▶ SUPPLIED MATERIAL:
● ● ● ● ● ● ●
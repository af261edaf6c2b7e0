// Guard chains - nested else-less conditionals wrapping a single action

use sm_core::ast::{NodeId, Tree};

#[derive(Debug, Clone, PartialEq, Eq)]
pub struct GuardChain {
    /// The `if` statements, outermost first.
    pub guards: Vec<NodeId>,
    /// Their conditions, in the same order.
    pub conditions: Vec<NodeId>,
    /// The innermost statement, with single-statement blocks unwrapped. The
    /// whole (unwrapped) body when there are no guards.
    pub action: NodeId,
}

impl GuardChain {
    pub fn extract(tree: &Tree, body: NodeId) -> Self {
        let mut guards = Vec::new();
        let mut conditions = Vec::new();
        let mut current = tree.unwrap_single_block(body);
        while let Some((cond, then_branch)) = guard_parts(tree, current) {
            guards.push(current);
            conditions.push(cond);
            current = tree.unwrap_single_block(then_branch);
        }
        Self {
            guards,
            conditions,
            action: current,
        }
    }

    pub fn is_empty(&self) -> bool {
        self.guards.is_empty()
    }
}

/// Condition and `then` branch of an `if` usable as a guard.
fn guard_parts(tree: &Tree, stmt: NodeId) -> Option<(NodeId, NodeId)> {
    let stmt_if = tree.stmt(stmt)?.as_if()?;
    if stmt_if.else_branch.is_some() {
        return None;
    }
    Some((stmt_if.cond?, stmt_if.then_branch?))
}
use serde::{Deserialize, Serialize};
use sm_core::config;
use sm_core::semantics::FlowAnalysis;

/// How collector factories are spelled in emitted code.
#[derive(Debug, Clone, Copy, PartialEq, Eq, Default, Serialize, Deserialize)]
pub enum CollectorStyle {
    /// `Collectors.toList()`
    #[default]
    Qualified,
    /// `toList()`, relying on a static import.
    StaticImport,
}

#[derive(Debug, Clone, PartialEq, Eq, Serialize, Deserialize)]
pub struct MigrationOptions {
    /// Reduce forwarding function literals to method references.
    pub prefer_method_refs: bool,
    pub collector_style: CollectorStyle,
    /// Node visits allowed per flow query; `None` is unlimited.
    pub analysis_budget: Option<usize>,
}

impl Default for MigrationOptions {
    fn default() -> Self {
        Self {
            prefer_method_refs: true,
            collector_style: CollectorStyle::Qualified,
            analysis_budget: None,
        }
    }
}

impl MigrationOptions {
    /// Options taken from the `STREAM_MIGRATE_*` environment variables.
    pub fn from_env() -> Self {
        Self {
            prefer_method_refs: !config::method_refs_disabled(),
            collector_style: if config::static_collectors() {
                CollectorStyle::StaticImport
            } else {
                CollectorStyle::Qualified
            },
            analysis_budget: config::analysis_budget(),
        }
    }

    /// A flow analysis honouring [`Self::analysis_budget`].
    pub fn flow_analysis(&self) -> FlowAnalysis {
        match self.analysis_budget {
            Some(budget) => FlowAnalysis::new().with_budget(budget),
            None => FlowAnalysis::new(),
        }
    }
}
use super::*;
use crate::span::Span;

/// Builds a [`Tree`] bottom-up. Hosts translate their own syntax trees with
/// it; tests use it to write fixtures.
pub struct TreeBuilder {
    nodes: Vec<Node>,
    vars: Vec<VarDecl>,
    context: ScopeContext,
}

impl TreeBuilder {
    pub fn new(context: ScopeContext) -> Self {
        Self {
            nodes: Vec::new(),
            vars: Vec::new(),
            context,
        }
    }

    pub fn context(&self) -> &ScopeContext {
        &self.context
    }

    pub fn declare(&mut self, name: &str, ty: TypeRef, kind: VarKind) -> VarId {
        let id = VarId(self.vars.len() as u32);
        self.vars.push(VarDecl::new(name, ty, kind));
        id
    }

    pub fn declare_final(&mut self, name: &str, ty: TypeRef, kind: VarKind) -> VarId {
        let id = self.declare(name, ty, kind);
        self.vars[id.index()].is_final = true;
        id
    }

    pub fn var(&self, id: VarId) -> &VarDecl {
        &self.vars[id.index()]
    }

    pub fn node(&mut self, kind: NodeKind) -> NodeId {
        let id = NodeId(self.nodes.len() as u32);
        let offset = id.0 * 8;
        self.nodes.push(Node {
            kind,
            parent: None,
            span: Span::new(0, offset, offset + 8),
        });
        id
    }

    pub fn expr(&mut self, kind: ExprKind) -> NodeId {
        self.node(NodeKind::Expr(kind))
    }

    pub fn stmt(&mut self, kind: StmtKind) -> NodeId {
        self.node(NodeKind::Stmt(kind))
    }

    pub fn int(&mut self, value: i64) -> NodeId {
        self.expr(ExprKind::Literal(Literal::Int(value)))
    }

    pub fn bool(&mut self, value: bool) -> NodeId {
        self.expr(ExprKind::Literal(Literal::Bool(value)))
    }

    pub fn string(&mut self, value: &str) -> NodeId {
        self.expr(ExprKind::Literal(Literal::Str(value.to_string())))
    }

    pub fn null(&mut self) -> NodeId {
        self.expr(ExprKind::Literal(Literal::Null))
    }

    /// A resolved reference to `var`.
    pub fn name(&mut self, var: VarId) -> NodeId {
        let name = self.vars[var.index()].name.clone();
        self.expr(ExprKind::Name(ExprName {
            name,
            var: Some(var),
        }))
    }

    pub fn unresolved_name(&mut self, name: &str) -> NodeId {
        self.expr(ExprKind::Name(ExprName {
            name: name.to_string(),
            var: None,
        }))
    }

    pub fn type_name(&mut self, ty: TypeRef) -> NodeId {
        self.expr(ExprKind::TypeName(ty))
    }

    pub fn this(&mut self) -> NodeId {
        self.expr(ExprKind::This)
    }

    pub fn super_(&mut self) -> NodeId {
        self.expr(ExprKind::Super)
    }

    pub fn field(&mut self, receiver: NodeId, var: VarId) -> NodeId {
        let name = self.vars[var.index()].name.clone();
        self.expr(ExprKind::Field(ExprField {
            receiver,
            name,
            var: Some(var),
        }))
    }

    pub fn call(
        &mut self,
        receiver: Option<NodeId>,
        method: &str,
        args: Vec<NodeId>,
        target: Option<MethodId>,
    ) -> NodeId {
        self.expr(ExprKind::Call(ExprCall {
            receiver,
            method: method.to_string(),
            args,
            target,
        }))
    }

    pub fn new_object(&mut self, class: TypeRef, args: Vec<NodeId>, target: Option<MethodId>) -> NodeId {
        self.expr(ExprKind::New(ExprNew {
            class,
            args,
            target,
        }))
    }

    pub fn binary(&mut self, op: BinaryOp, lhs: NodeId, rhs: NodeId) -> NodeId {
        self.expr(ExprKind::Binary(ExprBinary { op, lhs, rhs }))
    }

    pub fn unary(&mut self, op: UnaryOp, operand: NodeId) -> NodeId {
        self.expr(ExprKind::Unary(ExprUnary { op, operand }))
    }

    pub fn assign(&mut self, target: NodeId, value: NodeId) -> NodeId {
        self.expr(ExprKind::Assign(ExprAssign {
            op: None,
            target,
            value,
        }))
    }

    pub fn compound_assign(&mut self, op: BinaryOp, target: NodeId, value: NodeId) -> NodeId {
        self.expr(ExprKind::Assign(ExprAssign {
            op: Some(op),
            target,
            value,
        }))
    }

    pub fn paren(&mut self, inner: NodeId) -> NodeId {
        self.expr(ExprKind::Paren(inner))
    }

    pub fn lambda(&mut self, params: Vec<VarId>, body: NodeId) -> NodeId {
        self.expr(ExprKind::Lambda(ExprLambda {
            params,
            explicit_types: false,
            body,
        }))
    }

    pub fn method_ref(&mut self, qualifier: NodeId, method: &str) -> NodeId {
        self.expr(ExprKind::MethodRef(ExprMethodRef {
            qualifier,
            method: method.to_string(),
        }))
    }

    pub fn expr_stmt(&mut self, expr: NodeId) -> NodeId {
        self.stmt(StmtKind::Expr(expr))
    }

    pub fn block(&mut self, stmts: Vec<NodeId>) -> NodeId {
        self.stmt(StmtKind::Block(StmtBlock { stmts }))
    }

    pub fn local(&mut self, var: VarId, init: Option<NodeId>) -> NodeId {
        self.stmt(StmtKind::Local(StmtLocal { var, init }))
    }

    pub fn if_then(&mut self, cond: NodeId, then_branch: NodeId) -> NodeId {
        self.stmt(StmtKind::If(StmtIf {
            cond: Some(cond),
            then_branch: Some(then_branch),
            else_branch: None,
        }))
    }

    pub fn if_else(&mut self, cond: NodeId, then_branch: NodeId, else_branch: NodeId) -> NodeId {
        self.stmt(StmtKind::If(StmtIf {
            cond: Some(cond),
            then_branch: Some(then_branch),
            else_branch: Some(else_branch),
        }))
    }

    pub fn for_each(&mut self, var: VarId, iterated: NodeId, body: NodeId) -> NodeId {
        self.stmt(StmtKind::ForEach(StmtForEach {
            var,
            iterated: Some(iterated),
            body: Some(body),
        }))
    }

    pub fn while_loop(&mut self, cond: NodeId, body: NodeId) -> NodeId {
        self.stmt(StmtKind::While(StmtWhile { cond, body }))
    }

    pub fn labeled(&mut self, label: &str, body: NodeId) -> NodeId {
        self.stmt(StmtKind::Labeled(StmtLabeled {
            label: label.to_string(),
            body,
        }))
    }

    pub fn break_(&mut self, label: Option<&str>) -> NodeId {
        self.stmt(StmtKind::Break(label.map(str::to_string)))
    }

    pub fn continue_(&mut self, label: Option<&str>) -> NodeId {
        self.stmt(StmtKind::Continue(label.map(str::to_string)))
    }

    pub fn return_(&mut self, value: Option<NodeId>) -> NodeId {
        self.stmt(StmtKind::Return(value))
    }

    pub fn throw(&mut self, value: NodeId) -> NodeId {
        self.stmt(StmtKind::Throw(value))
    }

    pub fn try_catch(&mut self, body: NodeId, catches: Vec<CatchClause>) -> NodeId {
        self.stmt(StmtKind::Try(StmtTry { body, catches }))
    }

    pub fn empty(&mut self) -> NodeId {
        self.stmt(StmtKind::Empty)
    }

    pub fn comment(&mut self, text: &str) -> NodeId {
        self.node(NodeKind::Comment(Comment {
            text: text.to_string(),
        }))
    }

    pub fn finish(self, root: NodeId) -> Tree {
        Tree::from_parts(self.nodes, self.vars, root, self.context)
    }
}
● ● ● ● ● ● ●
▶ REQUIRED WORK:
Retype only this range exactly: the first line of the data through the line where "let mut guards = Vec::new();" appears.

▶ TASK RESPONSE:
repository af261edaf6c2b7e0
// Guard chains - nested else-less conditionals wrapping a single action

use sm_core::ast::{NodeId, Tree};

#[derive(Debug, Clone, PartialEq, Eq)]
pub struct GuardChain {
    /// The `if` statements, outermost first.
    pub guards: Vec<NodeId>,
    /// Their conditions, in the same order.
    pub conditions: Vec<NodeId>,
    /// The innermost statement, with single-statement blocks unwrapped. The
    /// whole (unwrapped) body when there are no guards.
    pub action: NodeId,
}

impl GuardChain {
    pub fn extract(tree: &Tree, body: NodeId) -> Self {
        let mut guards = Vec::new();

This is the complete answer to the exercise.